Stored data

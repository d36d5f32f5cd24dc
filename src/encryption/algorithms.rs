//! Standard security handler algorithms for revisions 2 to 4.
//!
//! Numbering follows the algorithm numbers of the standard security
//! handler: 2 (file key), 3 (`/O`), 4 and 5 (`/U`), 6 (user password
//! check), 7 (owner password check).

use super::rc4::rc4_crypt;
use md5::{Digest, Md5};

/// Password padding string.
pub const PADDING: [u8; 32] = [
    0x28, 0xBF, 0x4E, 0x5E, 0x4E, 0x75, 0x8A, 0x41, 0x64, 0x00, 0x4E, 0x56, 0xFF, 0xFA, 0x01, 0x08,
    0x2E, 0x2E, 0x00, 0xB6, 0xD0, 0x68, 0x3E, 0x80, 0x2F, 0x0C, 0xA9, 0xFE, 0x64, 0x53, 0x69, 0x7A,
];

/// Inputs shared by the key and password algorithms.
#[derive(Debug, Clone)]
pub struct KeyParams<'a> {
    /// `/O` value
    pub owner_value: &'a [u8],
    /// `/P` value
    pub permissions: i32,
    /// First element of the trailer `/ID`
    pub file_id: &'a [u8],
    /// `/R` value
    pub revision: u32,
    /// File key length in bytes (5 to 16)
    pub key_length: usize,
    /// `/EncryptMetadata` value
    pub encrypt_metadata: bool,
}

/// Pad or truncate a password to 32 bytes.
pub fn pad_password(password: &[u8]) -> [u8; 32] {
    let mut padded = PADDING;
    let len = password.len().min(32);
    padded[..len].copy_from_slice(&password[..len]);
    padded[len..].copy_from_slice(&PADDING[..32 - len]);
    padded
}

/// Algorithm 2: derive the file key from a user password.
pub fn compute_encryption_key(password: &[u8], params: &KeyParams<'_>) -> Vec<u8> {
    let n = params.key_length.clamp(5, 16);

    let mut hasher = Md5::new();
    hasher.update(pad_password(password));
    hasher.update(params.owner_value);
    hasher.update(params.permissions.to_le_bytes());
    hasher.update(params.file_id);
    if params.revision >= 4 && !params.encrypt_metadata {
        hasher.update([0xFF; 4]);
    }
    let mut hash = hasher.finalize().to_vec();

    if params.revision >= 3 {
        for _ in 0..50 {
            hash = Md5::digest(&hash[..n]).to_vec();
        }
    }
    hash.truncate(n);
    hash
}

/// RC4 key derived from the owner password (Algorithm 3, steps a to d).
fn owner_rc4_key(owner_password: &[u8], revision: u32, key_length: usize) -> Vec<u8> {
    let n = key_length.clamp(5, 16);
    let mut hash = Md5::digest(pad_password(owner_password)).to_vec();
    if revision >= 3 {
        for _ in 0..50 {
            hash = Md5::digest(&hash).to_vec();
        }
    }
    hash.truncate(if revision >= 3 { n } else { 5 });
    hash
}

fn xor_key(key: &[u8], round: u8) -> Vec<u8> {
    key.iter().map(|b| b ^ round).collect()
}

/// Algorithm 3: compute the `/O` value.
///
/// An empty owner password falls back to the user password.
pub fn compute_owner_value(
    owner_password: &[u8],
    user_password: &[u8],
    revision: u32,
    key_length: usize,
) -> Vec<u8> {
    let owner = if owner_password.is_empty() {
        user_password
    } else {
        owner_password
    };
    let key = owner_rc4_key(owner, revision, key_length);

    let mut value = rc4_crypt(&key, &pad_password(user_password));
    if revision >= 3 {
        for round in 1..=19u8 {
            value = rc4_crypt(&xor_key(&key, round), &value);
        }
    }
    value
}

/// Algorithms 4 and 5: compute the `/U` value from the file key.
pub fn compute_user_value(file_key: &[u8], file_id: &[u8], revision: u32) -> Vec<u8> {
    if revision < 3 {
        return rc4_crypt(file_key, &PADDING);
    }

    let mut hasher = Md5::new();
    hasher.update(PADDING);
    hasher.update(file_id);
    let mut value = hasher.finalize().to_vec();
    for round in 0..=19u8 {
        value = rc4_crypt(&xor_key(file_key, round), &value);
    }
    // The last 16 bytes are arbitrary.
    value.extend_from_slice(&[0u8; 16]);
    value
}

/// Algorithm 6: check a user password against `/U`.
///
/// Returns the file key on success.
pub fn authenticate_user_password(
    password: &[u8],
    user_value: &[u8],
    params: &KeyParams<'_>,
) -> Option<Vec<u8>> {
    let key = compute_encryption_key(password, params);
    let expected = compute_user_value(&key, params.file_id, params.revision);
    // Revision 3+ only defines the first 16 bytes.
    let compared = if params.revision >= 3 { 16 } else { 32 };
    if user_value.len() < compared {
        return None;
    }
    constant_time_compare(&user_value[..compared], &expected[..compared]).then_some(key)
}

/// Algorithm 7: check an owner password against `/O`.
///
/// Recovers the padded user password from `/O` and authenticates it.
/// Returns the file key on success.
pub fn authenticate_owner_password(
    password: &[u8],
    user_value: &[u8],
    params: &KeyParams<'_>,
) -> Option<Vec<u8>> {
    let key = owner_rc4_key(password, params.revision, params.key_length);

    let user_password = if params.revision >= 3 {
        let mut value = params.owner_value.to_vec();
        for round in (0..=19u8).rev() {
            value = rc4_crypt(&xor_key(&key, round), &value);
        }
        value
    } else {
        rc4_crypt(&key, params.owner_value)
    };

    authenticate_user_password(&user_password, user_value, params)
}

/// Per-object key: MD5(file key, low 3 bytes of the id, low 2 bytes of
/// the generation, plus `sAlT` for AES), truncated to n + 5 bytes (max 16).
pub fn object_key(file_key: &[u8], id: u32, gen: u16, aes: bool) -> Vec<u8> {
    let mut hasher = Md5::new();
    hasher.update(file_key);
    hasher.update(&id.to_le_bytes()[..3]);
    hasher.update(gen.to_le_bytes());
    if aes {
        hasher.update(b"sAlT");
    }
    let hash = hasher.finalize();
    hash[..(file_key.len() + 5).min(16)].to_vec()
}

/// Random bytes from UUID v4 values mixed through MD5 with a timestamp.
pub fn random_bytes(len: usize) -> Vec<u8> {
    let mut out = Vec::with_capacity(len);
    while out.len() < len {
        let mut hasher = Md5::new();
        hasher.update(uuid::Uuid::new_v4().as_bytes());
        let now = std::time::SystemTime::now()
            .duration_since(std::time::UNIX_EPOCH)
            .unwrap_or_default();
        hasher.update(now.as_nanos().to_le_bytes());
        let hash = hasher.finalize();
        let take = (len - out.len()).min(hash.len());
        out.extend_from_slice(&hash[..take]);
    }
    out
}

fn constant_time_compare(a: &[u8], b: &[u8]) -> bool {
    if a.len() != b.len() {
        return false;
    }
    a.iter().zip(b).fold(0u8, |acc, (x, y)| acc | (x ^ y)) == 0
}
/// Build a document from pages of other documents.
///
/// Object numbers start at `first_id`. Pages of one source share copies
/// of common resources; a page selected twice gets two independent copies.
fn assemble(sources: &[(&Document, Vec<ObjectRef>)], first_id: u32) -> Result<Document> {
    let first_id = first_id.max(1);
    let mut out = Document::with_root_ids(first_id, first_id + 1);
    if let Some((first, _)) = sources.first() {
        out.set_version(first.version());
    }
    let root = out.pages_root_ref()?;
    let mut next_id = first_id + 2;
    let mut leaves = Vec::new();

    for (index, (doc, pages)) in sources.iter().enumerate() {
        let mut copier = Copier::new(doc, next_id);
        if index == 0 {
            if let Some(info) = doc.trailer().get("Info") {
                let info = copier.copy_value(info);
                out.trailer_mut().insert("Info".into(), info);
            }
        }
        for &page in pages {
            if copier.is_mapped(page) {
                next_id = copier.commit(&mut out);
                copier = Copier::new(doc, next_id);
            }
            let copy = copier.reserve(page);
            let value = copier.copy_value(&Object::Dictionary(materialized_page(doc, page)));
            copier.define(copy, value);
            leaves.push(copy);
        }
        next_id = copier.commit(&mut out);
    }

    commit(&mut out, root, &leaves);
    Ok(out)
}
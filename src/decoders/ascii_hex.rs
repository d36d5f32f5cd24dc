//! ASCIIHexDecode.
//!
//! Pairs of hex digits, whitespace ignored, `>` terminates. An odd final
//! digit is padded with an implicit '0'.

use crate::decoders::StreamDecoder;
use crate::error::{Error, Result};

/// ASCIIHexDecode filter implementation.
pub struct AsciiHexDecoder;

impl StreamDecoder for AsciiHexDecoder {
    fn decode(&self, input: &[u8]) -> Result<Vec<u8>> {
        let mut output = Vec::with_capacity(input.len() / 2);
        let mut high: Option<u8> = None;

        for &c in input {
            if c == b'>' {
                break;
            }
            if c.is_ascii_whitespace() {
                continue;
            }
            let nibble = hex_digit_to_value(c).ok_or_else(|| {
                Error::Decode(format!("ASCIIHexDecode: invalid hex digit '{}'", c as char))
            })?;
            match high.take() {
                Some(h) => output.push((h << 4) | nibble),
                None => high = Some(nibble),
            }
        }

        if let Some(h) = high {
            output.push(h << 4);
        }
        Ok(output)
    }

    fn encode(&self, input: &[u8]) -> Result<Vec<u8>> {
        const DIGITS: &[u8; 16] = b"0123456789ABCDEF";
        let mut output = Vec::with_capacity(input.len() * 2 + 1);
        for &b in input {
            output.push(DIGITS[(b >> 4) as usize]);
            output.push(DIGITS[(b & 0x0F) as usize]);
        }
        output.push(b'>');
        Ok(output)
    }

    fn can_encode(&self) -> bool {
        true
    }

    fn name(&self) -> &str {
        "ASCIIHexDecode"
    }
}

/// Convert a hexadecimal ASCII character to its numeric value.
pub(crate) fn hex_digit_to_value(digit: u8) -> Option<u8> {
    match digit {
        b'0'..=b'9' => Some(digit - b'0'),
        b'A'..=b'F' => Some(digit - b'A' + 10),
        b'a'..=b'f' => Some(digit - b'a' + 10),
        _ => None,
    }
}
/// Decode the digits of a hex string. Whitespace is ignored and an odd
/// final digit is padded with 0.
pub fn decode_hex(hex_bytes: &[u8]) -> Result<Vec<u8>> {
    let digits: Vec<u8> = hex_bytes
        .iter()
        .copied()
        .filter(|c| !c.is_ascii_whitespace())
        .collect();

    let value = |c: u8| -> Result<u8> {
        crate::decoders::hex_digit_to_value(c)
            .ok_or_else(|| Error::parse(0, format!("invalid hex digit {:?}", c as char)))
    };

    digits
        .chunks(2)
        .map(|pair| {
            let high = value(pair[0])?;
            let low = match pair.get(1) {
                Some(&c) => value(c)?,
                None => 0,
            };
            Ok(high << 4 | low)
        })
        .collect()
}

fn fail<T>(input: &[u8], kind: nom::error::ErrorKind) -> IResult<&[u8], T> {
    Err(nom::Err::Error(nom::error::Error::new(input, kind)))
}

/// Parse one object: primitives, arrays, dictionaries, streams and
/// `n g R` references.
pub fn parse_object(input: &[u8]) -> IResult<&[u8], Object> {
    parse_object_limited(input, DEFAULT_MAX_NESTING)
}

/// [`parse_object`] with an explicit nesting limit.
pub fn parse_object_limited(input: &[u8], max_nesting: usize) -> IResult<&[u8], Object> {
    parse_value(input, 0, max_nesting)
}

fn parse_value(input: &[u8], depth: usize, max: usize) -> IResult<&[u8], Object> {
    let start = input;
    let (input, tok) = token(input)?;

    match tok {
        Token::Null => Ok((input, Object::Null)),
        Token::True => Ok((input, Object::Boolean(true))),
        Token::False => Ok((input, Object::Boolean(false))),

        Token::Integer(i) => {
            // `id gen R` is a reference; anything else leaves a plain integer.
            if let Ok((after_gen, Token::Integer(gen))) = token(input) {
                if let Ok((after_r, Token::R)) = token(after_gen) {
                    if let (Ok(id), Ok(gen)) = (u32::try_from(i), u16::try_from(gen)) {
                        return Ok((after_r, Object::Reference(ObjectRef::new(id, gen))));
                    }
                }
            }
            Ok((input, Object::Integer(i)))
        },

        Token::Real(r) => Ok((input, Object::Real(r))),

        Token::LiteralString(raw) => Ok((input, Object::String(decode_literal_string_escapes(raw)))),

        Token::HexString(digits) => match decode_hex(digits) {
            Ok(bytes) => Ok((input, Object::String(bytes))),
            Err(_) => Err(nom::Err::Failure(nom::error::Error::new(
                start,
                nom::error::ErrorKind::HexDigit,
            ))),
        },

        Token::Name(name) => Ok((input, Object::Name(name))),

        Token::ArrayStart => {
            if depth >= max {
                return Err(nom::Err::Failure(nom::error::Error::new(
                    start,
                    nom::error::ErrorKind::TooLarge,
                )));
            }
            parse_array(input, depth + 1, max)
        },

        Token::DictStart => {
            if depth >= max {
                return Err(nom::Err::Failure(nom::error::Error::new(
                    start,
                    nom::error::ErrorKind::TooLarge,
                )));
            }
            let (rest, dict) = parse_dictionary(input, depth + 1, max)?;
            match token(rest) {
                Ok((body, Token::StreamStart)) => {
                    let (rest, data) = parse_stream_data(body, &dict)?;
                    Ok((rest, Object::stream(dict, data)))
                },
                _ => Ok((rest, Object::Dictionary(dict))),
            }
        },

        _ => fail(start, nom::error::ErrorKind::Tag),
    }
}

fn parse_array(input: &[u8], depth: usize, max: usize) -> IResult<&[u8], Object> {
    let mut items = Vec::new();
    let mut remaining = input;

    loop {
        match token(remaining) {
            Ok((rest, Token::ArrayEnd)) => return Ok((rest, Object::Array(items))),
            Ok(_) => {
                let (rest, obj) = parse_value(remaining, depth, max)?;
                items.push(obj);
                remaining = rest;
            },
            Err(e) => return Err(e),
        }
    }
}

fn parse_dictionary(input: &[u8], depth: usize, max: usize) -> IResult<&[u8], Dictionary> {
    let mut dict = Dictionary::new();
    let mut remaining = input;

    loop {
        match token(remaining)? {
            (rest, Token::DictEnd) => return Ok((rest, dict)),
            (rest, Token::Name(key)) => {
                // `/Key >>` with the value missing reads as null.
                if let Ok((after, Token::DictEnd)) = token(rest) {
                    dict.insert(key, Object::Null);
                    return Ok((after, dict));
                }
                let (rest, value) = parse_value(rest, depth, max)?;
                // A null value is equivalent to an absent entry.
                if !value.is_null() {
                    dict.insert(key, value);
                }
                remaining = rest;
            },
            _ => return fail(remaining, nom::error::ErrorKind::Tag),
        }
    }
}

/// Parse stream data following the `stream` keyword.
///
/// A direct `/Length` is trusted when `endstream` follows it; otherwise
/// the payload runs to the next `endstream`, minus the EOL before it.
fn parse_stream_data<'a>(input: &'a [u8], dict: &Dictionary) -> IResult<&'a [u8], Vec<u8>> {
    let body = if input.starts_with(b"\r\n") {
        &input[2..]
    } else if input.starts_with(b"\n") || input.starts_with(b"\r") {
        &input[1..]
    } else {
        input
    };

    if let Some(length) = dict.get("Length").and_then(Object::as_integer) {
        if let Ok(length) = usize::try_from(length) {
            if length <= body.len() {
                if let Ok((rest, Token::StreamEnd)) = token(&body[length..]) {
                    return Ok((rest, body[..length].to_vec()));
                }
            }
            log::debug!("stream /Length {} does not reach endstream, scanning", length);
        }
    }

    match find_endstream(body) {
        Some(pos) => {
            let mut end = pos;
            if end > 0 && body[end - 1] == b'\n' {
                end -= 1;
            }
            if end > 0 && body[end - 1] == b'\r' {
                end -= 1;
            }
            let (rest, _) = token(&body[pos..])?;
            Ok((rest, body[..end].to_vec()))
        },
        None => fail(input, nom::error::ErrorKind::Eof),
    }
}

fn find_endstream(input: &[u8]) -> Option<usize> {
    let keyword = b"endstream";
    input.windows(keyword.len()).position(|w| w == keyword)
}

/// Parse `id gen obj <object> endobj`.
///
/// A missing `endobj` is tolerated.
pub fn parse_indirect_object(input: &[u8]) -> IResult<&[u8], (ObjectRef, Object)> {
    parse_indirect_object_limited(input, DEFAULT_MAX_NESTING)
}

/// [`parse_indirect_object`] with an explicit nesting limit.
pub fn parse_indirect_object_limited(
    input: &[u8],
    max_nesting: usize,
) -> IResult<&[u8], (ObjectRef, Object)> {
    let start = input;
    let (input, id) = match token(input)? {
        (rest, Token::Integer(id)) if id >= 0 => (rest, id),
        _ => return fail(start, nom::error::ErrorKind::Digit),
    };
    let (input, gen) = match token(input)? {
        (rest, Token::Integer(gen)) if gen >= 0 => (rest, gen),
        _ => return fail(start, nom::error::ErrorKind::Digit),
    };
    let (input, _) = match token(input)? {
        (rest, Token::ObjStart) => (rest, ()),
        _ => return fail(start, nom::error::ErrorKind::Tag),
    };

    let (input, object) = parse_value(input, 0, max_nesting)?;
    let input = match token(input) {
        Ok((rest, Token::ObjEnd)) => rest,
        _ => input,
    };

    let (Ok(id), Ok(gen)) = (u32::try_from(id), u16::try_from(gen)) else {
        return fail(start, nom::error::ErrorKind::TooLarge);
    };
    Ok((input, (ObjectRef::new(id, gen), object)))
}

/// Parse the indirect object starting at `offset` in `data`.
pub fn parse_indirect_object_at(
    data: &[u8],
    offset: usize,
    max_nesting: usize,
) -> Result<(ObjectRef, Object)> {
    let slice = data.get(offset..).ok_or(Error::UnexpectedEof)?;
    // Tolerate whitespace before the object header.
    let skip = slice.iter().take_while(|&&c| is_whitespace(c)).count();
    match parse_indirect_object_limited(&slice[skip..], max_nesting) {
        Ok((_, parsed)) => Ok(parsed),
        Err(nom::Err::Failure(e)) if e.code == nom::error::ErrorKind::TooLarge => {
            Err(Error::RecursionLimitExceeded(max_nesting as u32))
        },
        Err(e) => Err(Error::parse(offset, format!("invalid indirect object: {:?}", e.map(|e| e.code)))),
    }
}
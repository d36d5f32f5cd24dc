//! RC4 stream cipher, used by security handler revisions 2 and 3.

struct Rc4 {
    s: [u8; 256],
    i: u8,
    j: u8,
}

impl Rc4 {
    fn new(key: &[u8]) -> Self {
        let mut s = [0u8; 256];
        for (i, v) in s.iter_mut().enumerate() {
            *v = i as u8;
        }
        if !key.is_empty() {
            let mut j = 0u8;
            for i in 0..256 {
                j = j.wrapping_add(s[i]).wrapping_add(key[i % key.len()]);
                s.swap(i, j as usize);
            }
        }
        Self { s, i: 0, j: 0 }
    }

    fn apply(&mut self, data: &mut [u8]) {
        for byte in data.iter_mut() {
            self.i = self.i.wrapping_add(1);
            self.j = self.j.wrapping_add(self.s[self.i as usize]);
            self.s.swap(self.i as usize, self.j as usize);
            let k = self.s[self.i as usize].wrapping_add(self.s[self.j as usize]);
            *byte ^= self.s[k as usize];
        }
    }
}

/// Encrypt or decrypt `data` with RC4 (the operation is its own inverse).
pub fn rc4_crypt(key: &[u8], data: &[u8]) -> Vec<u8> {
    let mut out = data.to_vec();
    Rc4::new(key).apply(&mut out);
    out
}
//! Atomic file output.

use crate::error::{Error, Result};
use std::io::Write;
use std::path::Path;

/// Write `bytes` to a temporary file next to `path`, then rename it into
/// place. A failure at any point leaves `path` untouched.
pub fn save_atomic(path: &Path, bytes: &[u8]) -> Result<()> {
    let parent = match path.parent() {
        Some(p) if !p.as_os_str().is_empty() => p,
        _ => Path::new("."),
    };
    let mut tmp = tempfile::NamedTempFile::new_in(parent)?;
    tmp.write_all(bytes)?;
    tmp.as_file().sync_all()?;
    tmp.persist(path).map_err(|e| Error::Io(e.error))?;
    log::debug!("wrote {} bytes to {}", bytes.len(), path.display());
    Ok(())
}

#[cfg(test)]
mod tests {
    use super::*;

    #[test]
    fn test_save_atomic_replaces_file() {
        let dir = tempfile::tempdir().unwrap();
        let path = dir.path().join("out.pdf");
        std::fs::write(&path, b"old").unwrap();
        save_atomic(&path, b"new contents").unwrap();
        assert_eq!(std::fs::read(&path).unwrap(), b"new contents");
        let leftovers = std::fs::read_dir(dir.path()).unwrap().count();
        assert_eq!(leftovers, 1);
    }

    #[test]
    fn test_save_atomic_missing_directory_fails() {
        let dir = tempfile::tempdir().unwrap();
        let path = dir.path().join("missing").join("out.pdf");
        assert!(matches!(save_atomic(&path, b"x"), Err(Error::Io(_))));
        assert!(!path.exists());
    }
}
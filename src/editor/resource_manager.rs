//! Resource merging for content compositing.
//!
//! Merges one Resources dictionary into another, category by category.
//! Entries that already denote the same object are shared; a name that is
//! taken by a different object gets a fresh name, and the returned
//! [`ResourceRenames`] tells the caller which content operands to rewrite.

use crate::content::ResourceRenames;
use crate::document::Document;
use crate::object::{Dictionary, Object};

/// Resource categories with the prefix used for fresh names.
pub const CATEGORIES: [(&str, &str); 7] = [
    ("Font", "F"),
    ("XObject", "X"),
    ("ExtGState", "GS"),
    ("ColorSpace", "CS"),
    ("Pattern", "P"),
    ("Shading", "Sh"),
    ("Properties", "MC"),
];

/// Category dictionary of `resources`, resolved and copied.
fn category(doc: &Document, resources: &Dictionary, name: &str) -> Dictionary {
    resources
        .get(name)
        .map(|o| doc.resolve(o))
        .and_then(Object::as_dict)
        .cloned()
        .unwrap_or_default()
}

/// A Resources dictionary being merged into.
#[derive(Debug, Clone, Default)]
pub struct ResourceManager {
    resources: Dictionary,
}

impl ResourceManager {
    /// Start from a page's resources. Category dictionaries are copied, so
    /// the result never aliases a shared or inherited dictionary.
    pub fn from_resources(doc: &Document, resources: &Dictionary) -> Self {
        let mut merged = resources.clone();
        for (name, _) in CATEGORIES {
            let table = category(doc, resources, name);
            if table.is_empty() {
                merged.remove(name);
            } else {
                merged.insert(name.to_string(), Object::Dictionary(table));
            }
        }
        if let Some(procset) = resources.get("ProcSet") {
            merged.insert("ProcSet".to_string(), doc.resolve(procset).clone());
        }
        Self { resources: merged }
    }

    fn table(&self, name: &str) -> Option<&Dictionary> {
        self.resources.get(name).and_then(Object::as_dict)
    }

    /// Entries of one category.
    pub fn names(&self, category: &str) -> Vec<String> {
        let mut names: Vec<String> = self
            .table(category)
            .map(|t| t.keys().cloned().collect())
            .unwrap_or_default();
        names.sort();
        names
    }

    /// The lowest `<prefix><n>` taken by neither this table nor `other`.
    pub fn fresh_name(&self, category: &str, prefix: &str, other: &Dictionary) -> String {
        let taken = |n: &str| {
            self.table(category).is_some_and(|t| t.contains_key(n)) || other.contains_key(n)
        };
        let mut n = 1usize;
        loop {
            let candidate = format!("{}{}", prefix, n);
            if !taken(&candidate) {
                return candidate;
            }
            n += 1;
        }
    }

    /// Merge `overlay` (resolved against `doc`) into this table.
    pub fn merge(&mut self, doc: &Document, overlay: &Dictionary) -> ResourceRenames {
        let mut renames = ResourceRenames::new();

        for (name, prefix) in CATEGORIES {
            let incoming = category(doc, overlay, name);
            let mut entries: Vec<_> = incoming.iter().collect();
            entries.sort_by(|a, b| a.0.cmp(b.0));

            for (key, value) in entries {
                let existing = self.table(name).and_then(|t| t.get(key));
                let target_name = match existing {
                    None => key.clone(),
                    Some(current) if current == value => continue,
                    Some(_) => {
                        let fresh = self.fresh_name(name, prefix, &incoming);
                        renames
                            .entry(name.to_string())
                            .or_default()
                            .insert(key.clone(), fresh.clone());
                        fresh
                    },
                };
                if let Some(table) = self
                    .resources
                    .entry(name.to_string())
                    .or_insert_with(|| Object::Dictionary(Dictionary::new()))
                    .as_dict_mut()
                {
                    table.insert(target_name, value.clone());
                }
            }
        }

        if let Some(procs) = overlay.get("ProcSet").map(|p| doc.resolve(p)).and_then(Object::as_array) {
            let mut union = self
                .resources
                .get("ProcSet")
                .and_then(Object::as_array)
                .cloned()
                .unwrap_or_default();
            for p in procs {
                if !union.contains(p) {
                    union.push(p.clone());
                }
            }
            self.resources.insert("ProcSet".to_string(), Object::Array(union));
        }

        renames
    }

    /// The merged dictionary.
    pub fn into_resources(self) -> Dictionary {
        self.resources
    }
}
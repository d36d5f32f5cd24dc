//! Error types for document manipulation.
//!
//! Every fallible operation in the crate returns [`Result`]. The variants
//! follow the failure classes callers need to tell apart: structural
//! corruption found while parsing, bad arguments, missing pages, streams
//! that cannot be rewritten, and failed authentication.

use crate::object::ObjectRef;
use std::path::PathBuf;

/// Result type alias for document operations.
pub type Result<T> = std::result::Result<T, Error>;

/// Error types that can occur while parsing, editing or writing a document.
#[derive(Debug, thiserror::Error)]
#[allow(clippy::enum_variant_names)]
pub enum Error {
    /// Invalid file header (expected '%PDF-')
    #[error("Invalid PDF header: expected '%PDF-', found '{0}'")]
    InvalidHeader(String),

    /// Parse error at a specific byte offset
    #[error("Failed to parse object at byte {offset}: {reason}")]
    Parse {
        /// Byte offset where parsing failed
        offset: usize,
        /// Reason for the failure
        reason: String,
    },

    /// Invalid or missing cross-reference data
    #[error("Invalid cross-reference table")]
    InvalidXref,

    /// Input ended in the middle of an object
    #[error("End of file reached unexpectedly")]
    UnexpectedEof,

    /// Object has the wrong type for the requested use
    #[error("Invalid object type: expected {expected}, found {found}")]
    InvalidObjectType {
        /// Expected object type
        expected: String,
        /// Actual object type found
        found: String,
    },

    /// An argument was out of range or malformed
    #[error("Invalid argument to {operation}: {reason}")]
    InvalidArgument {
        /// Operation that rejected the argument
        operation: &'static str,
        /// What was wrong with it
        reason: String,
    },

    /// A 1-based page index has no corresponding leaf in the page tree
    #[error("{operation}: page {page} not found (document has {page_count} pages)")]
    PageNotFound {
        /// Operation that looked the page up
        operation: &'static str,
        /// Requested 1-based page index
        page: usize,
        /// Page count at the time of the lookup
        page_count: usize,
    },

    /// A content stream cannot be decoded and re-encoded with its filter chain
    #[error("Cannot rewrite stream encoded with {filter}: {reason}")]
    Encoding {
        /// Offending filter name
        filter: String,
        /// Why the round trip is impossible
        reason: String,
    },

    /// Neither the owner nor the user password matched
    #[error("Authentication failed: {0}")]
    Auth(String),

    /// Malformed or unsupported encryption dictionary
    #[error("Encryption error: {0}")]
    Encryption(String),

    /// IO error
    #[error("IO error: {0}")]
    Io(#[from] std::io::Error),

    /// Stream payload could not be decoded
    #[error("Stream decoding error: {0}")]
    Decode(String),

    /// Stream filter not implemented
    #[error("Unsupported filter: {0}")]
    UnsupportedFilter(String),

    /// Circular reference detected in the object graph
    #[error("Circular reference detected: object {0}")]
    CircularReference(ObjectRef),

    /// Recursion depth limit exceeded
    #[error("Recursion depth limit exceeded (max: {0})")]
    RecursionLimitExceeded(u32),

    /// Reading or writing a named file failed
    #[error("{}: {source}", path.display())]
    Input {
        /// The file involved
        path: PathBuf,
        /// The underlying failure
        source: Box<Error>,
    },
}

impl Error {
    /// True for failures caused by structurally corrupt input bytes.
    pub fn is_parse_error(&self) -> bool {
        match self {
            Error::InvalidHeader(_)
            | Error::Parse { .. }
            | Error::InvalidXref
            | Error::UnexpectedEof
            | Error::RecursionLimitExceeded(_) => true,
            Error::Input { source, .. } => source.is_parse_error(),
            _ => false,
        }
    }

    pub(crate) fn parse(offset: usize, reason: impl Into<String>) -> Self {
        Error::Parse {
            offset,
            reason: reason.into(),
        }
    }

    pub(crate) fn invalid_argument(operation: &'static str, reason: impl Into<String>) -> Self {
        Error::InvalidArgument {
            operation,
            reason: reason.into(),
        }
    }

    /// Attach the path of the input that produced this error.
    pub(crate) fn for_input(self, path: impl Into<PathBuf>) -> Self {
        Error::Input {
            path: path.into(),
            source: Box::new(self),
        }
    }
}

Task directions -
Reproduce the lines above, beginning at the line with "#[derive(Debug, Clone, Default)]" and stopping after the line with "let mut n = 1usize;", exactly as they are.

Output of the task -
#[derive(Debug, Clone, Default)]
pub struct ResourceManager {
    resources: Dictionary,
}

impl ResourceManager {
    /// Start from a page's resources. Category dictionaries are copied, so
    /// the result never aliases a shared or inherited dictionary.
    pub fn from_resources(doc: &Document, resources: &Dictionary) -> Self {
        let mut merged = resources.clone();
        for (name, _) in CATEGORIES {
            let table = category(doc, resources, name);
            if table.is_empty() {
                merged.remove(name);
            } else {
                merged.insert(name.to_string(), Object::Dictionary(table));
            }
        }
        if let Some(procset) = resources.get("ProcSet") {
            merged.insert("ProcSet".to_string(), doc.resolve(procset).clone());
        }
        Self { resources: merged }
    }

    fn table(&self, name: &str) -> Option<&Dictionary> {
        self.resources.get(name).and_then(Object::as_dict)
    }

    /// Entries of one category.
    pub fn names(&self, category: &str) -> Vec<String> {
        let mut names: Vec<String> = self
            .table(category)
            .map(|t| t.keys().cloned().collect())
            .unwrap_or_default();
        names.sort();
        names
    }

    /// The lowest `<prefix><n>` taken by neither this table nor `other`.
    pub fn fresh_name(&self, category: &str, prefix: &str, other: &Dictionary) -> String {
        let taken = |n: &str| {
            self.table(category).is_some_and(|t| t.contains_key(n)) || other.contains_key(n)
        };
        let mut n = 1usize;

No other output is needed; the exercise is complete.